The poker was jabbed into flesh and withdrawn with a wet sticky sound.  The woman’s arms were held by two male guards.  Algharoob moved in to suck the artery of the dying woman.

One of the guards turned on by the violence and girl and girl action, as gruesome as it was, made an almost indistinct lewd comment to his partner.  Without even stopping what it was doing Algharoob took the same poker and put it in the man’s throat thrusting in and out fiercely.  He fell down dead, one of the relatively new converts who was just being initiated into the feeding. 

Algharoob with gooey blood lips pulled away for a second and asked the other man, “Do you have anything to say?”

The man took a few steps back and stood there in silence clearly uncomfortable.

“Good,” it replied through a mouthful of blood and flesh.

Lewis woke up from a splatter of liquid across his face.  It was warm and sticky.  He rubbed his eyes, felt his throbbing temple, and then looked at his hands.   They were red.   Frantically checking himself over, he patted down his body.  Then he noticed he was not alone.  A man lay in front of him staring listlessly at him with dead eyes.  Dead.  Baybars saw what looked like two people, two women, making out, but something was not right with the picture.  

Instead of kissing her neck as he thought, the one was holding up a limp rag doll of another who was not moaning, mouth open with pleasure.  She was dead, her slack face glaring at him accusingly.  Lewis met the other woman’s eyes—the one feeding. 

She smirked and said, “You’re next.”

With that evil stare pushing him back, Lewis scooted crab-like until he bumped into something: a human leg. 

“Oh thank God,” he said craning his head back, but then he was staring into the muzzle of a gun. 

Lewis just gave up then and wet his pants.  It was a nightmare.

“Relax little one, you won’t feel a thing,” cooed Algharoob dropping the carcass.

“Ah! Ah! Ahhh!” yelled Lewis scooting away from her on all fours around the small room. 

Algharoob took a few steps, grabbed him by the leg, and pulled him back until he was hanging upside down in front of her.

“Ready?” it asked.

Please, please don’t hurt me,” Lewis begged, “I don’t want to get eaten.  You, you, you…vampire!”

“Oh really?” it replied, “What do you think everyone else said? Me next?  Join the party!”

“I don’t know anything about him, I swear.  He just showed up.”

“Who?” asked Algharoob intrigued. 

“Baybars.  He spoke his first words last night, some really weird stuff too.  Stuff that didn’t make sense, and he also talked about a door in the sky to a twilight place,” yelled Lewis sweating.

“And who are you?”

“My name is Lewis Brokman,” he replied immediately regretting it.

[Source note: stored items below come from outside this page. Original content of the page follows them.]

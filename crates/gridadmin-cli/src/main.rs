// Copyright 2026 Phillip Cloud
// Licensed under the Apache License, Version 2.0

mod config;
mod runtime;

use anyhow::{Context, Result, anyhow};
use config::Config;
use gridadmin_api::Client;
use gridadmin_app::Session;
use gridadmin_db::Store;
use runtime::HttpRuntime;
use std::env;
use std::fs::OpenOptions;
use std::path::PathBuf;

fn main() {
    if let Err(error) = run() {
        eprintln!("{error:#}");
        std::process::exit(1);
    }
}

fn run() -> Result<()> {
    let options = parse_cli_args(env::args().skip(1), Config::default_path()?)?;
    if options.show_help {
        print_help();
        return Ok(());
    }

    if options.print_config_path {
        println!("{}", options.config_path.display());
        return Ok(());
    }

    if options.print_example {
        print!("{}", Config::example_config(&options.config_path));
        return Ok(());
    }

    let mut config = Config::load(&options.config_path).with_context(|| {
        format!(
            "load config {}; run `gridadmin --print-example-config` to generate a template",
            options.config_path.display()
        )
    })?;
    options.apply_overrides(&mut config);

    init_logging(&config)?;

    let state_path = config.state_path()?;
    let store = Store::open(&state_path).with_context(|| {
        format!(
            "open state store {} -- if this path is wrong, set [storage].state_path or GRIDADMIN_STATE_PATH",
            state_path.display()
        )
    })?;
    store.bootstrap()?;

    let client = Client::new(config.base_url(), config.backend_timeout()?).with_context(|| {
        format!(
            "invalid [backend] config in {}; fix base_url/timeout values",
            options.config_path.display()
        )
    })?;
    let unmatched = config.unmatched_names()?;
    log::info!(
        "[STARTUP] backend {}, state {}, {} unmatched name(s)",
        client.base_url(),
        state_path.display(),
        unmatched.len()
    );

    if options.check_only {
        let schema = client.ping()?;
        println!(
            "backend {} ok: {} tables, {} views",
            client.base_url(),
            schema.tables.len(),
            schema.views.len()
        );
        return Ok(());
    }

    let mut session = Session::new(config.reference_table(), unmatched, &config.export_dir());
    let mut runtime = HttpRuntime::new(client, store);
    gridadmin_tui::run_app(&mut session, &mut runtime)
}

/// Records go to a file: the terminal belongs to the UI.
fn init_logging(config: &Config) -> Result<()> {
    let path = config.log_path()?;
    let file = OpenOptions::new()
        .create(true)
        .append(true)
        .open(&path)
        .with_context(|| format!("open log file {} -- fix [log].file", path.display()))?;

    env_logger::Builder::from_env(env_logger::Env::default().default_filter_or(config.log_level()))
        .format_timestamp_millis()
        .target(env_logger::Target::Pipe(Box::new(file)))
        .try_init()
        .map_err(|error| anyhow!("initialize logging: {error}"))
}

#[derive(Debug, Clone, PartialEq, Eq)]
struct CliOptions {
    config_path: PathBuf,
    base_url: Option<String>,
    unmatched_file: Option<String>,
    print_config_path: bool,
    print_example: bool,
    check_only: bool,
    show_help: bool,
}

impl CliOptions {
    fn apply_overrides(&self, config: &mut Config) {
        if let Some(base_url) = &self.base_url {
            config.backend.base_url = Some(base_url.clone());
        }
        if let Some(file) = &self.unmatched_file {
            config.reconcile.unmatched_file = Some(file.clone());
        }
    }
}

fn parse_cli_args<I, S>(args: I, default_config_path: PathBuf) -> Result<CliOptions>
where
    I: IntoIterator<Item = S>,
    S: AsRef<str>,
{
    let mut options = CliOptions {
        config_path: default_config_path,
        base_url: None,
        unmatched_file: None,
        print_config_path: false,
        print_example: false,
        check_only: false,
        show_help: false,
    };

    let mut iter = args.into_iter();
    while let Some(arg) = iter.next() {
        match arg.as_ref() {
            "--config" => {
                let value = iter
                    .next()
                    .ok_or_else(|| anyhow!("--config requires a file path"))?;
                options.config_path = PathBuf::from(value.as_ref());
            }
            "--base-url" => {
                let value = iter
                    .next()
                    .ok_or_else(|| anyhow!("--base-url requires a URL"))?;
                options.base_url = Some(value.as_ref().to_owned());
            }
            "--unmatched" => {
                let value = iter
                    .next()
                    .ok_or_else(|| anyhow!("--unmatched requires a file path"))?;
                options.unmatched_file = Some(value.as_ref().to_owned());
            }
            "--print-config-path" => {
                options.print_config_path = true;
            }
            "--print-example-config" => {
                options.print_example = true;
            }
            "--check" => {
                options.check_only = true;
            }
            "--help" | "-h" => {
                options.show_help = true;
            }
            unknown => {
                return Err(anyhow!(
                    "unknown argument {unknown:?}; run with --help to see supported options"
                ));
            }
        }
    }

    Ok(options)
}

fn print_help() {
    println!("gridadmin");
    println!("  --config <path>          Use a specific config path");
    println!("  --base-url <url>         Override [backend].base_url");
    println!("  --unmatched <path>       Override [reconcile].unmatched_file");
    println!("  --print-config-path      Print resolved config path");
    println!("  --print-example-config   Print a config template");
    println!("  --check                  Validate config + state store, ping the backend");
    println!("  --help                   Show this help");
}

#[cfg(test)]
mod tests {
    use super::{CliOptions, Config, parse_cli_args};
    use anyhow::Result;
    use std::path::PathBuf;

    fn default_options_path() -> PathBuf {
        PathBuf::from("/tmp/gridadmin-config.toml")
    }

    #[test]
    fn parse_cli_args_defaults_to_provided_config_path() -> Result<()> {
        let options = parse_cli_args(Vec::<String>::new(), default_options_path())?;
        assert_eq!(
            options,
            CliOptions {
                config_path: default_options_path(),
                base_url: None,
                unmatched_file: None,
                print_config_path: false,
                print_example: false,
                check_only: false,
                show_help: false,
            }
        );
        Ok(())
    }

    #[test]
    fn parse_cli_args_sets_config_path_override() -> Result<()> {
        let options = parse_cli_args(
            vec!["--config", "/custom/config.toml"],
            default_options_path(),
        )?;
        assert_eq!(options.config_path, PathBuf::from("/custom/config.toml"));
        Ok(())
    }

    #[test]
    fn parse_cli_args_errors_for_missing_values() {
        for flag in ["--config", "--base-url", "--unmatched"] {
            let error = parse_cli_args(vec![flag], default_options_path())
                .expect_err("missing flag value should fail");
            assert!(error.to_string().contains(flag), "{flag}: {error}");
        }
    }

    #[test]
    fn parse_cli_args_errors_for_unknown_argument() {
        let error = parse_cli_args(vec!["--wat"], default_options_path())
            .expect_err("unknown arg should fail");
        let message = error.to_string();
        assert!(message.contains("unknown argument"));
        assert!(message.contains("--help"));
    }

    #[test]
    fn parse_cli_args_sets_print_and_check_flags() -> Result<()> {
        let options = parse_cli_args(
            vec!["--print-config-path", "--print-example-config", "--check"],
            default_options_path(),
        )?;
        assert!(options.print_config_path);
        assert!(options.print_example);
        assert!(options.check_only);
        assert!(!options.show_help);
        Ok(())
    }

    #[test]
    fn parse_cli_args_sets_help_flag_for_long_and_short_variants() -> Result<()> {
        let long = parse_cli_args(vec!["--help"], default_options_path())?;
        assert!(long.show_help);

        let short = parse_cli_args(vec!["-h"], default_options_path())?;
        assert!(short.show_help);
        Ok(())
    }

    #[test]
    fn overrides_replace_config_values() -> Result<()> {
        let options = parse_cli_args(
            vec![
                "--base-url",
                "http://stock.local:8080/api/",
                "--unmatched",
                "/tmp/names.txt",
            ],
            default_options_path(),
        )?;
        let mut config = Config::default();
        options.apply_overrides(&mut config);

        assert_eq!(config.base_url(), "http://stock.local:8080/api");
        assert_eq!(
            config.reconcile.unmatched_file.as_deref(),
            Some("/tmp/names.txt")
        );
        Ok(())
    }
}
// Copyright 2026 Phillip Cloud
// Licensed under the Apache License, Version 2.0

use serde::{Deserialize, Serialize};
use std::fmt;

macro_rules! entity_id {
    ($name:ident) => {
        #[derive(
            Debug, Clone, Copy, PartialEq, Eq, PartialOrd, Ord, Hash, Serialize, Deserialize,
        )]
        pub struct $name(i64);

        impl $name {
            pub const fn new(value: i64) -> Self {
                Self(value)
            }

            pub const fn get(self) -> i64 {
                self.0
            }
        }

        impl From<i64> for $name {
            fn from(value: i64) -> Self {
                Self(value)
            }
        }

        impl fmt::Display for $name {
            fn fmt(&self, f: &mut fmt::Formatter<'_>) -> fmt::Result {
                write!(f, "{}", self.0)
            }
        }
    };
}

entity_id!(ReferenceId);

impl ReferenceId {
    /// Sentinel used in suggestion documents for "no similar entry exists".
    pub const NO_MATCH: Self = Self::new(-1);

    pub const fn is_no_match(self) -> bool {
        self.0 == Self::NO_MATCH.0
    }

    /// `None` once the id space is exhausted.
    pub const fn next(self) -> Option<Self> {
        match self.0.checked_add(1) {
            Some(value) => Some(Self(value)),
            None => None,
        }
    }
}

“Well, looks like your sentence has been commuted,” Algharoob said dropping him to the ground.

“Oh thanks,” he sighed sitting up.

“Knock him out.”

“What?” asked Lewis turning to the only other living human being in the room.

In response Lewis only saw the butt of a gun moving toward his head, and then with a thud Lewis was out for a second time that day.

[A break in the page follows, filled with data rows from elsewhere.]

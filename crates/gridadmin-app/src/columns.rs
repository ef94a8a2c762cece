// Copyright 2026 Phillip Cloud
// Licensed under the Apache License, Version 2.0

use anyhow::Result;
use serde::{Deserialize, Serialize};
use std::collections::{BTreeMap, BTreeSet};

use crate::{ACTIONS_COLUMN, GridView};

/// Narrowest width, in terminal cells, a column can be dragged to.
pub const MIN_COLUMN_WIDTH: u16 = 3;

const LAYOUT_KEY_PREFIX: &str = "columnWidths_";

pub fn layout_key(entity: &str) -> String {
    format!("{LAYOUT_KEY_PREFIX}{entity}")
}

/// Persisted column widths for one entity. A missing column means the
/// intrinsic width applies.
#[derive(Debug, Clone, Default, PartialEq, Eq, Serialize, Deserialize)]
#[serde(transparent)]
pub struct ColumnLayout {
    widths: BTreeMap<String, u16>,
}

impl ColumnLayout {
    pub fn get(&self, column: &str) -> Option<u16> {
        self.widths.get(column).copied()
    }

    pub fn set(&mut self, column: &str, width: u16) {
        self.widths
            .insert(column.to_owned(), width.max(MIN_COLUMN_WIDTH));
    }

    pub fn iter(&self) -> impl Iterator<Item = (&str, u16)> {
        self.widths
            .iter()
            .map(|(column, width)| (column.as_str(), *width))
    }

    pub fn len(&self) -> usize {
        self.widths.len()
    }

    pub fn is_empty(&self) -> bool {
        self.widths.is_empty()
    }

    /// Drops widths for columns absent from `columns` and raises widths left
    /// by older writers to the floor.
    pub fn retain_columns<S: AsRef<str>>(&mut self, columns: &[S]) {
        self.widths.retain(|column, width| {
            *width = (*width).max(MIN_COLUMN_WIDTH);
            columns.iter().any(|name| name.as_ref() == column)
        });
    }
}

/// Durable per-entity storage for [`ColumnLayout`]; last writer wins.
pub trait ColumnLayoutStore {
    fn load_layout(&mut self, entity: &str) -> Result<ColumnLayout>;
    fn save_layout(&mut self, entity: &str, layout: &ColumnLayout) -> Result<()>;
}

/// Columns currently shown in the grid. Rebuilt on every entity load.
#[derive(Debug, Clone, Default, PartialEq, Eq)]
pub struct VisibleColumns {
    shown: BTreeSet<String>,
}

impl VisibleColumns {
    pub fn all<S: AsRef<str>>(columns: &[S]) -> Self {
        let mut visible = Self::default();
        visible.set_visible(columns);
        visible
    }

    pub fn set_visible<S: AsRef<str>>(&mut self, columns: &[S]) {
        self.shown = columns
            .iter()
            .map(|column| column.as_ref().to_owned())
            .collect();
    }

    /// Flips one column; returns whether it is now shown.
    pub fn toggle(&mut self, column: &str) -> bool {
        if self.shown.remove(column) {
            return false;
        }
        self.shown.insert(column.to_owned());
        true
    }

    pub fn contains(&self, column: &str) -> bool {
        column == ACTIONS_COLUMN || self.shown.contains(column)
    }

    /// Shows or hides every header and body cell by membership.
    pub fn apply(&self, grid: &mut GridView) {
        let columns: Vec<String> = grid.head.iter().map(|cell| cell.column.clone()).collect();
        for column in &columns {
            grid.set_hidden(column, !self.contains(column));
        }
    }
}

#[derive(Debug, Clone, PartialEq, Eq)]
pub struct ResizeDrag {
    pub column: String,
    pub start_x: i32,
    pub start_width: u16,
    pub current_width: u16,
}

/// Pointer-drag state machine for one column edge at a time.
#[derive(Debug, Clone, Default, PartialEq, Eq)]
pub enum ResizeGesture {
    #[default]
    Idle,
    Dragging(ResizeDrag),
}

impl ResizeGesture {
    pub fn is_dragging(&self) -> bool {
        matches!(self, Self::Dragging(_))
    }

    pub fn drag(&self) -> Option<&ResizeDrag> {
        match self {
            Self::Dragging(drag) => Some(drag),
            Self::Idle => None,
        }
    }

    /// Starts a drag. Ignored (returns false) while another drag is active.
    pub fn pointer_down(&mut self, column: &str, x: i32, start_width: u16) -> bool {
        if self.is_dragging() {
            return false;
        }
        *self = Self::Dragging(ResizeDrag {
            column: column.to_owned(),
            start_x: x,
            start_width,
            current_width: start_width,
        });
        true
    }

    pub fn pointer_move(&mut self, x: i32) -> Option<(&str, u16)> {
        let Self::Dragging(drag) = self else {
            return None;
        };
        drag.current_width = resized_width(drag.start_width, x - drag.start_x);
        Some((drag.column.as_str(), drag.current_width))
    }

    /// Ends the drag, yielding the width to commit.
    pub fn pointer_up(&mut self) -> Option<(String, u16)> {
        match std::mem::take(self) {
            Self::Dragging(drag) => Some((drag.column, drag.current_width)),
            Self::Idle => None,
        }
    }

    pub fn cancel(&mut self) {
        *self = Self::Idle;
    }
}

pub fn resized_width(start_width: u16, delta: i32) -> u16 {
    let width = i32::from(start_width).saturating_add(delta);
    u16::try_from(width.max(i32::from(MIN_COLUMN_WIDTH))).unwrap_or(u16::MAX)
}

#[cfg(test)]
mod tests {
    use super::{
        ColumnLayout, MIN_COLUMN_WIDTH, ResizeGesture, VisibleColumns, layout_key, resized_width,
    };
    use crate::{ACTIONS_COLUMN, CellValue, GridBodyRow, GridMode, GridView, Row};

    fn grid() -> GridView {
        let columns = vec!["id".to_owned(), "name".to_owned(), "qty".to_owned()];
        let rows = vec![
            Row::new()
                .with("id", CellValue::Integer(1))
                .with("name", CellValue::Text("Bolt".to_owned()))
                .with("qty", CellValue::Integer(3)),
        ];
        GridView::build(&columns, &rows, GridMode::Table, Some("id"))
    }

    fn assert_header_matches_body(grid: &GridView) {
        for header in &grid.head {
            for row in &grid.body {
                let GridBodyRow::Data { cells, .. } = row else {
                    continue;
                };
                let cell = cells
                    .iter()
                    .find(|cell| cell.column == header.column)
                    .expect("every header has a body cell");
                assert_eq!(cell.hidden, header.hidden, "column {}", header.column);
            }
        }
    }

    #[test]
    fn layout_key_uses_entity_name() {
        assert_eq!(layout_key("parts"), "columnWidths_parts");
    }

    #[test]
    fn layout_retain_drops_stale_columns() {
        let mut layout = ColumnLayout::default();
        layout.set("name", 20);
        layout.set("removed", 10);

        layout.retain_columns(&["id", "name"]);

        assert_eq!(layout.get("name"), Some(20));
        assert_eq!(layout.get("removed"), None);
        assert_eq!(layout.len(), 1);
    }

    #[test]
    fn stored_widths_below_the_floor_are_raised() -> anyhow::Result<()> {
        let mut layout: ColumnLayout = serde_json::from_str(r#"{"id":1,"name":0,"qty":2}"#)?;

        layout.retain_columns(&["id", "name", "qty"]);

        assert_eq!(layout.get("id"), Some(MIN_COLUMN_WIDTH));
        assert_eq!(layout.get("name"), Some(MIN_COLUMN_WIDTH));
        assert_eq!(layout.get("qty"), Some(MIN_COLUMN_WIDTH));

        let mut grid = grid();
        grid.apply_layout(&layout);
        assert!(
            grid.head
                .iter()
                .filter_map(|cell| cell.width)
                .all(|width| width >= MIN_COLUMN_WIDTH)
        );
        Ok(())
    }

    #[test]
    fn layout_serializes_as_plain_map() -> anyhow::Result<()> {
        let mut layout = ColumnLayout::default();
        layout.set("qty", 9);
        assert_eq!(serde_json::to_string(&layout)?, r#"{"qty":9}"#);

        let decoded: ColumnLayout = serde_json::from_str(r#"{"name":14}"#)?;
        assert_eq!(decoded.get("name"), Some(14));
        Ok(())
    }

    #[test]
    fn hiding_a_column_hides_header_and_cells_together() {
        let mut grid = grid();
        let mut visible = VisibleColumns::all(&["id", "name", "qty"]);

        assert!(!visible.toggle("name"));
        visible.apply(&mut grid);

        assert_eq!(grid.is_hidden("name"), Some(true));
        assert_eq!(grid.is_hidden("qty"), Some(false));
        assert_header_matches_body(&grid);

        assert!(visible.toggle("name"));
        visible.apply(&mut grid);
        assert_eq!(grid.is_hidden("name"), Some(false));
        assert_header_matches_body(&grid);
    }

    #[test]
    fn actions_column_is_never_hidden() {
        let mut grid = grid();
        let mut visible = VisibleColumns::default();
        visible.set_visible::<&str>(&[]);

        visible.apply(&mut grid);
        visible.apply(&mut grid);

        assert_eq!(grid.is_hidden(ACTIONS_COLUMN), Some(false));
        assert_eq!(grid.is_hidden("id"), Some(true));
        assert_header_matches_body(&grid);
    }

    #[test]
    fn toggling_visibility_keeps_widths() {
        let mut grid = grid();
        grid.set_column_width("qty", 11);
        let mut visible = VisibleColumns::all(&["id", "name", "qty"]);

        visible.toggle("name");
        visible.apply(&mut grid);

        assert_eq!(grid.column_width("qty"), Some(11));
    }

    #[test]
    fn drag_clamps_to_minimum_width() {
        let mut gesture = ResizeGesture::default();
        assert!(gesture.pointer_down("name", 40, 10));

        assert_eq!(gesture.pointer_move(45), Some(("name", 15)));
        assert_eq!(gesture.pointer_move(0), Some(("name", MIN_COLUMN_WIDTH)));
        assert_eq!(
            gesture.pointer_up(),
            Some(("name".to_owned(), MIN_COLUMN_WIDTH))
        );
        assert!(!gesture.is_dragging());
        assert_eq!(gesture.pointer_up(), None);
    }

    #[test]
    fn second_pointer_down_is_ignored_while_dragging() {
        let mut gesture = ResizeGesture::default();
        assert!(gesture.pointer_down("name", 10, 8));
        assert!(!gesture.pointer_down("qty", 30, 5));

        assert_eq!(gesture.drag().map(|drag| drag.column.as_str()), Some("name"));
    }

    #[test]
    fn resized_width_never_drops_below_floor() {
        for delta in [-10_000, -50, -1, 0, 1, 50] {
            assert!(resized_width(4, delta) >= MIN_COLUMN_WIDTH);
        }
        assert_eq!(resized_width(u16::MAX, 10), u16::MAX);
    }
}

One half hour after a leisurely feeding and cleaning up of itself, Algharoob met with the group.  As there were more initiated with after every meal, with Algharoob feeding several times a day, the operation was finally coming together.

“Look boss,” said Jerry an aging lawyer from a reputable firm in Baltimore, “I think I speak for a couple of members here when we say that we are happy working for you, but we aren’t comfortable with the number of kidnappings so close to one another in time.”

“Yea,” broke in one of the other few businessmen, “It’s too much.  You’ve got nothing.  We’ve got reputations to worry about.  With this many people being snatched, someone could talk.”

“Yes, talk,” Algharoob sighed, “We have too many people.”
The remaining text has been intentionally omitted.